Initialising pipeline
Classify  ready with: {'model_path': 'keras_model.h5'}  and data dict_keys(['cl', 'settings', 'raw_files'])
Example image already exists. Skipping download.
SilCamLoad  ready with: {}  and data dict_keys(['cl', 'settings', 'raw_files', 'filename'])
ImagePrep  ready with: {'image_level': 'imraw'}  and data dict_keys(['cl', 'settings', 'raw_files', 'filename', 'timestamp', 'imraw'])
Segment  ready with: {'threshold': 0.85}  and data dict_keys(['cl', 'settings', 'raw_files', 'filename', 'timestamp', 'imraw', 'imref', 'imc'])
segment
clean
CalculateStats  ready with: {}  and data dict_keys(['cl', 'settings', 'raw_files', 'filename', 'timestamp', 'imraw', 'imref', 'imc', 'imbw'])
statextract
21.7% saturation
measure
  870 particles found
EXTRACTING 870 IMAGES from 870
StatsToDisc  ready with: {'output_datafile': 'proc/test'}  and data dict_keys(['cl', 'settings', 'raw_files', 'filename', 'timestamp', 'imraw', 'imref', 'imc', 'imbw', 'stats'])


## Load the data again

Then later, we can load the data again from NetCDF using xarray

xarray DataSets are presented nicely in notebooks (rendered poorly on GitHub's webinterface)

In [6]:
xstats = pyopia.io.load_stats(f'{outdir}/test-STATS.nc')

FileNotFoundError: [Errno 2] No such file or directory: '/home/raymondne/code/pyopia-dev/notebooks/proc-single-image-stats/test-STATS.nc'

## Alter settings and re-process

What if we wanted to re-process this dataset with a different segmentation threshold?

### Get the TOML steps from the xarray DataSet

In [None]:
toml_steps = pyopia.pipeline.steps_from_xstats(xstats)
toml_steps

### Alter the setting we want to change

In [None]:
toml_steps['steps']['segmentation']['threshold'] = 0.9

### re-process the pipeline

In [None]:
# Initialise the pipeline and run the initial steps
processing_pipeline = pyopia.pipeline.Pipeline(toml_steps)

# Load an image (from the test suite)
filename = exampledata.get_example_silc_image()

# Process the image to obtain the stats dataframe
stats = processing_pipeline.run(filename)

### Further analysis

At this point we could write this to disc again (using the pyopia.io.write_stats function)

and/or we could build a new, correctly formatted, xarray for immediate use (which we will do here):

In [None]:
xstats_modified = pyopia.io.make_xstats(stats, toml_steps)
xstats_modified

### Plotting

We can plot directly from xarray in exactly the same way as from the Pandas DataFrame (so it doesn't matter which you use here).
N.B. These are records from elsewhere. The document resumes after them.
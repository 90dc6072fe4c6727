//! Response bodies and the API error type.

use axum::Json;
use axum::http::StatusCode;
use axum::response::{IntoResponse, Response};
use serde::{Deserialize, Serialize};

use crate::service::ServiceError;

/// `{"status": "ok"}`.
#[derive(Debug, Serialize, Deserialize)]
pub struct StatusResponse {
    pub status: String,
}

impl StatusResponse {
    pub fn ok() -> Self {
        Self {
            status: "ok".to_string(),
        }
    }
}

/// Rows removed by a clear.
#[derive(Debug, Serialize, Deserialize)]
pub struct ClearResponse {
    pub status: String,
    pub events: usize,
    pub profiles: usize,
    pub errors: usize,
}

/// Health check response.
#[derive(Debug, Serialize, Deserialize)]
pub struct HealthResponse {
    pub status: String,
    pub version: String,
}

/// Error response.
#[derive(Debug, Serialize, Deserialize)]
pub struct ErrorResponse {
    pub status: String,
    pub code: String,
    pub detail: String,
}

/// API error with a machine-readable code.
#[derive(Debug)]
pub struct ApiError {
    pub status: StatusCode,
    pub code: &'static str,
    pub detail: String,
}

impl ApiError {
    pub fn with_code(status: StatusCode, code: &'static str, detail: impl Into<String>) -> Self {
        Self {
            status,
            code,
            detail: detail.into(),
        }
    }

    pub fn validation(detail: impl Into<String>) -> Self {
        Self::with_code(StatusCode::BAD_REQUEST, "VALIDATION", detail)
    }

    pub fn storage(detail: impl Into<String>) -> Self {
        Self::with_code(StatusCode::INTERNAL_SERVER_ERROR, "STORAGE", detail)
    }
}

impl IntoResponse for ApiError {
    fn into_response(self) -> Response {
        let body = ErrorResponse {
            status: "error".to_string(),
            code: self.code.to_string(),
            detail: self.detail,
        };
        (self.status, Json(body)).into_response()
    }
}

impl From<ServiceError> for ApiError {
    fn from(err: ServiceError) -> Self {
        match err {
            ServiceError::Validation(err) => Self::validation(err.to_string()),
            ServiceError::Storage(err) => {
                tracing::error!(error = %err, "storage failure");
                Self::storage(err.to_string())
            }
            ServiceError::Worker(err) => {
                tracing::error!(error = %err, "storage task failure");
                Self::storage("storage task failed")
            }
        }
    }
}
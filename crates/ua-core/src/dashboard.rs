//! Dashboard composition.
//!
//! Storage hands over a [`DashboardSnapshot`] of raw rows; [`compose`] turns
//! it into the payload served to operators. Presence is evaluated here, at
//! query time, so the snapshot never carries derived status.

use chrono::{DateTime, Utc};
use serde::{Deserialize, Serialize};
use serde_json::Value;

use crate::event::parse_client_timestamp;
use crate::event_kind::EventKind;
use crate::format::{DisplayOffset, action_label, format_duration};
use crate::presence::OnlineWindow;
use crate::profile::{Profile, label};

/// Settings that shape the rendered dashboard.
#[derive(Debug, Clone, Copy, Default, PartialEq, Eq)]
pub struct DashboardOptions {
    pub online_window: OnlineWindow,
    pub display_offset: DisplayOffset,
}

/// Counters read straight from the stores.
#[derive(Debug, Clone, Copy, Default, PartialEq, Eq)]
pub struct StoreCounts {
    pub profiles: i64,
    pub events: i64,
    pub error_events: i64,
    pub events_today: i64,
    pub profiles_today: i64,
}

/// Number of events of one kind.
#[derive(Debug, Clone, PartialEq, Eq)]
pub struct KindCount {
    pub kind: String,
    pub count: i64,
}

/// A profile joined with its usage total.
#[derive(Debug, Clone, PartialEq, Eq)]
pub struct ProfileUsage {
    pub profile: Profile,
    pub total_minutes: i64,
}

/// A raw event joined with its author's display details.
#[derive(Debug, Clone, PartialEq)]
pub struct RecentEvent {
    pub id: i64,
    pub user_id: String,
    pub kind: String,
    pub payload: Value,
    pub timestamp: Option<String>,
    pub display_name: Option<String>,
    pub handle: Option<String>,
}

/// Everything the dashboard needs, read in one pass.
#[derive(Debug, Clone, Default, PartialEq)]
pub struct DashboardSnapshot {
    pub counts: StoreCounts,
    pub popular: Vec<KindCount>,
    pub profiles: Vec<ProfileUsage>,
    pub recent: Vec<RecentEvent>,
}

#[derive(Debug, Clone, Default, PartialEq, Eq, Serialize, Deserialize)]
pub struct DashboardStats {
    pub total_users: i64,
    pub online_users: i64,
    pub total_actions: i64,
    pub total_errors: i64,
    pub today_actions: i64,
    pub today_new_users: i64,
}

#[derive(Debug, Clone, PartialEq, Eq, Serialize, Deserialize)]
pub struct PopularAction {
    pub action: String,
    pub kind: String,
    pub count: i64,
}

#[derive(Debug, Clone, Copy, PartialEq, Eq, Serialize, Deserialize)]
#[serde(rename_all = "lowercase")]
pub enum PresenceStatus {
    Online,
    Offline,
}

#[derive(Debug, Clone, PartialEq, Eq, Serialize, Deserialize)]
pub struct SessionData {
    pub total_minutes: i64,
    pub usage_time: String,
}

#[derive(Debug, Clone, PartialEq, Eq, Serialize, Deserialize)]
pub struct UserRow {
    pub id: String,
    pub name: String,
    pub display_name: Option<String>,
    pub handle: Option<String>,
    pub status: PresenceStatus,
    pub platform: String,
    pub actions_count: i64,
    pub last_seen: String,
    pub first_seen: String,
    pub last_action: String,
    pub session_data: SessionData,
}

#[derive(Debug, Clone, PartialEq, Serialize, Deserialize)]
pub struct ActivityRow {
    pub user_id: String,
    pub user_name: String,
    pub action: String,
    pub kind: String,
    pub details: Value,
    pub timestamp: String,
}

/// The dashboard payload.
#[derive(Debug, Clone, Default, PartialEq, Serialize, Deserialize)]
pub struct Dashboard {
    pub stats: DashboardStats,
    pub popular_actions: Vec<PopularAction>,
    pub users: Vec<UserRow>,
    pub recent_activity: Vec<ActivityRow>,
}

/// Builds the dashboard payload for `now`.
pub fn compose(
    snapshot: DashboardSnapshot,
    now: DateTime<Utc>,
    options: DashboardOptions,
) -> Dashboard {
    let DashboardSnapshot {
        counts,
        popular,
        profiles,
        recent,
    } = snapshot;
    let offset = options.display_offset;

    let users: Vec<UserRow> = profiles
        .into_iter()
        .map(|usage| user_row(usage, now, options))
        .collect();
    let online_users = users
        .iter()
        .filter(|user| user.status == PresenceStatus::Online)
        .count();

    let popular_actions = popular
        .into_iter()
        .filter(|entry| {
            entry
                .kind
                .parse::<EventKind>()
                .is_ok_and(|kind| kind.is_ranked())
        })
        .map(|entry| PopularAction {
            action: action_label(&entry.kind),
            kind: entry.kind,
            count: entry.count,
        })
        .collect();

    let recent_activity = recent
        .into_iter()
        .map(|event| ActivityRow {
            user_name: label(event.display_name.as_deref(), event.handle.as_deref()),
            action: action_label(&event.kind),
            timestamp: offset.humanize(event.timestamp.as_deref()),
            user_id: event.user_id,
            kind: event.kind,
            details: event.payload,
        })
        .collect();

    Dashboard {
        stats: DashboardStats {
            total_users: counts.profiles,
            online_users: i64::try_from(online_users).unwrap_or(i64::MAX),
            total_actions: counts.events,
            total_errors: counts.error_events,
            today_actions: counts.events_today,
            today_new_users: counts.profiles_today,
        },
        popular_actions,
        users,
        recent_activity,
    }
}

fn user_row(usage: ProfileUsage, now: DateTime<Utc>, options: DashboardOptions) -> UserRow {
    let ProfileUsage {
        profile,
        total_minutes,
    } = usage;
    let online = parse_client_timestamp(&profile.last_seen)
        .is_ok_and(|last_seen| options.online_window.is_online(last_seen, now));
    let offset = options.display_offset;

    UserRow {
        name: profile.label(),
        status: if online {
            PresenceStatus::Online
        } else {
            PresenceStatus::Offline
        },
        last_seen: offset.humanize(Some(&profile.last_seen)),
        first_seen: offset.humanize(Some(&profile.first_seen)),
        last_action: action_label(&profile.last_action),
        session_data: SessionData {
            total_minutes,
            usage_time: format_duration(total_minutes),
        },
        id: profile.user_id,
        display_name: profile.display_name,
        handle: profile.handle,
        platform: profile.platform,
        actions_count: profile.total_actions,
    }
}
impl Database {
    /// Looks up one profile.
    pub fn profile(&self, user_id: &str) -> Result<Option<Profile>, DbError> {
        let profile = self
            .conn
            .query_row(
                &format!("SELECT {PROFILE_COLUMNS} FROM profiles WHERE user_id = ?"),
                params![user_id],
                profile_from_row,
            )
            .optional()?;
        Ok(profile)
    }

    /// Looks up one usage total.
    pub fn usage_total(&self, user_id: &str) -> Result<Option<UsageTotal>, DbError> {
        let total = self
            .conn
            .query_row(
                "SELECT user_id, total_minutes, last_updated FROM usage_totals WHERE user_id = ?",
                params![user_id],
                |row| {
                    Ok(UsageTotal {
                        user_id: row.get(0)?,
                        total_minutes: row.get(1)?,
                        last_updated: row.get(2)?,
                    })
                },
            )
            .optional()?;
        Ok(total)
    }

    /// Lists a user's sessions, newest start first.
    pub fn user_sessions(&self, user_id: &str) -> Result<Vec<Session>, DbError> {
        let mut stmt = self.conn.prepare(
            "
            SELECT id, user_id, start_time, end_time, duration_minutes, platform, status
            FROM sessions
            WHERE user_id = ?
            ORDER BY start_time DESC, id DESC
            ",
        )?;
        let rows = stmt.query_map(params![user_id], |row| {
            let status: String = row.get(6)?;
            Ok((
                Session {
                    id: row.get(0)?,
                    user_id: row.get(1)?,
                    start_time: row.get(2)?,
                    end_time: row.get(3)?,
                    duration_minutes: row.get(4)?,
                    platform: row.get(5)?,
                    status: SessionStatus::Open,
                },
                status,
            ))
        })?;
        let mut sessions = Vec::new();
        for row in rows {
            let (mut session, status) = row?;
            session.status = status.parse().unwrap_or_else(|_| {
                tracing::warn!(session_id = session.id, status, "unknown session status");
                SessionStatus::Open
            });
            sessions.push(session);
        }
        Ok(sessions)
    }

    /// The newest events, joined with their author's profile.
    pub fn recent_events(&self, limit: usize) -> Result<Vec<RecentEvent>, DbError> {
        read_recent_events(&self.conn, limit)
    }

    /// The newest error log rows.
    pub fn recent_errors(&self, limit: usize) -> Result<Vec<ErrorEntry>, DbError> {
        let mut stmt = self.conn.prepare(
            "
            SELECT id, user_id, source, message, details, recorded_at
            FROM error_log
            ORDER BY id DESC
            LIMIT ?
            ",
        )?;
        let rows = stmt.query_map(params![sql_limit(limit)], |row| {
            Ok(ErrorEntry {
                id: row.get(0)?,
                user_id: row.get(1)?,
                source: row.get(2)?,
                message: row.get(3)?,
                details: row.get(4)?,
                recorded_at: row.get(5)?,
            })
        })?;
        let mut errors = Vec::new();
        for row in rows {
            errors.push(row?);
        }
        Ok(errors)
    }

    /// Every reachable user, most recently seen first.
    pub fn broadcast_audience(
        &self,
        placeholder_ids: &[String],
    ) -> Result<Vec<AudienceMember>, DbError> {
        let mut stmt = self.conn.prepare(&format!(
            "SELECT {PROFILE_COLUMNS} FROM profiles ORDER BY last_seen DESC, user_id ASC"
        ))?;
        let rows = stmt.query_map([], profile_from_row)?;
        let mut audience = Vec::new();
        for row in rows {
            let profile = row?;
            if placeholder_ids
                .iter()
                .any(|placeholder| placeholder.eq_ignore_ascii_case(&profile.user_id))
            {
                continue;
            }
            audience.push(AudienceMember::from(&profile));
        }
        Ok(audience)
    }

    /// Reads everything the dashboard shows in one consistent snapshot.
    ///
    /// `day_start` bounds the "today" counters.
    pub fn dashboard_snapshot(
        &self,
        day_start: DateTime<Utc>,
        popular_limit: usize,
        recent_limit: usize,
    ) -> Result<DashboardSnapshot, DbError> {
        let tx = self.conn.unchecked_transaction()?;
        let since = format_timestamp(day_start);

        let count = |sql: &str, args: &[&dyn rusqlite::ToSql]| -> Result<i64, DbError> {
            Ok(tx.query_row(sql, args, |row| row.get(0))?)
        };
        let counts = StoreCounts {
            profiles: count("SELECT COUNT(*) FROM profiles", &[])?,
            events: count("SELECT COUNT(*) FROM events", &[])?,
            error_events: count(
                "SELECT COUNT(*) FROM events WHERE kind = ?",
                &[&EventKind::Error.as_str()],
            )?,
            events_today: count(
                "SELECT COUNT(*) FROM events WHERE COALESCE(occurred_at, received_at) >= ?",
                &[&since],
            )?,
            profiles_today: count(
                "SELECT COUNT(*) FROM profiles WHERE first_seen >= ?",
                &[&since],
            )?,
        };

        let popular = read_popular_kinds(&tx, popular_limit)?;
        let profiles = read_profile_usage(&tx)?;
        let recent = read_recent_events(&tx, recent_limit)?;
        tx.commit()?;

        Ok(DashboardSnapshot {
            counts,
            popular,
            profiles,
            recent,
        })
    }

    /// Truncates the event log, the profile registry and the error log.
    ///
    /// Sessions and usage totals are left in place.
    pub fn clear(&mut self) -> Result<ClearStats, DbError> {
        let tx = self.conn.transaction()?;
        let stats = ClearStats {
            events: tx.execute("DELETE FROM events", [])?,
            profiles: tx.execute("DELETE FROM profiles", [])?,
            errors: tx.execute("DELETE FROM error_log", [])?,
        };
        tx.commit()?;
        tracing::warn!(?stats, "cleared analytics stores");
        Ok(stats)
    }
}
The benefit of 'xstats' as an xarray is that it now contains it's own metadata

In [None]:
dias, vd = pyopia.statistics.vd_from_stats(xstats, pyopia.pipeline.steps_from_xstats(xstats)['general']['pixel_size'])

plt.plot(dias, vd, label=f"Threshold={pyopia.pipeline.steps_from_xstats(xstats)['steps']['segmentation']['threshold']}")
plt.xscale('log')
plt.xlabel('ECD [um]')
plt.ylabel('Volume Distribution [uL/sample vol.]')

dias_modified, vd_modified = pyopia.statistics.vd_from_stats(xstats_modified, pyopia.pipeline.steps_from_xstats(xstats_modified)['general']['pixel_size'])

plt.plot(dias_modified, vd_modified, '--', label=f"Threshold={pyopia.pipeline.steps_from_xstats(xstats_modified)['steps']['segmentation']['threshold']}")

plt.legend()
plt.show()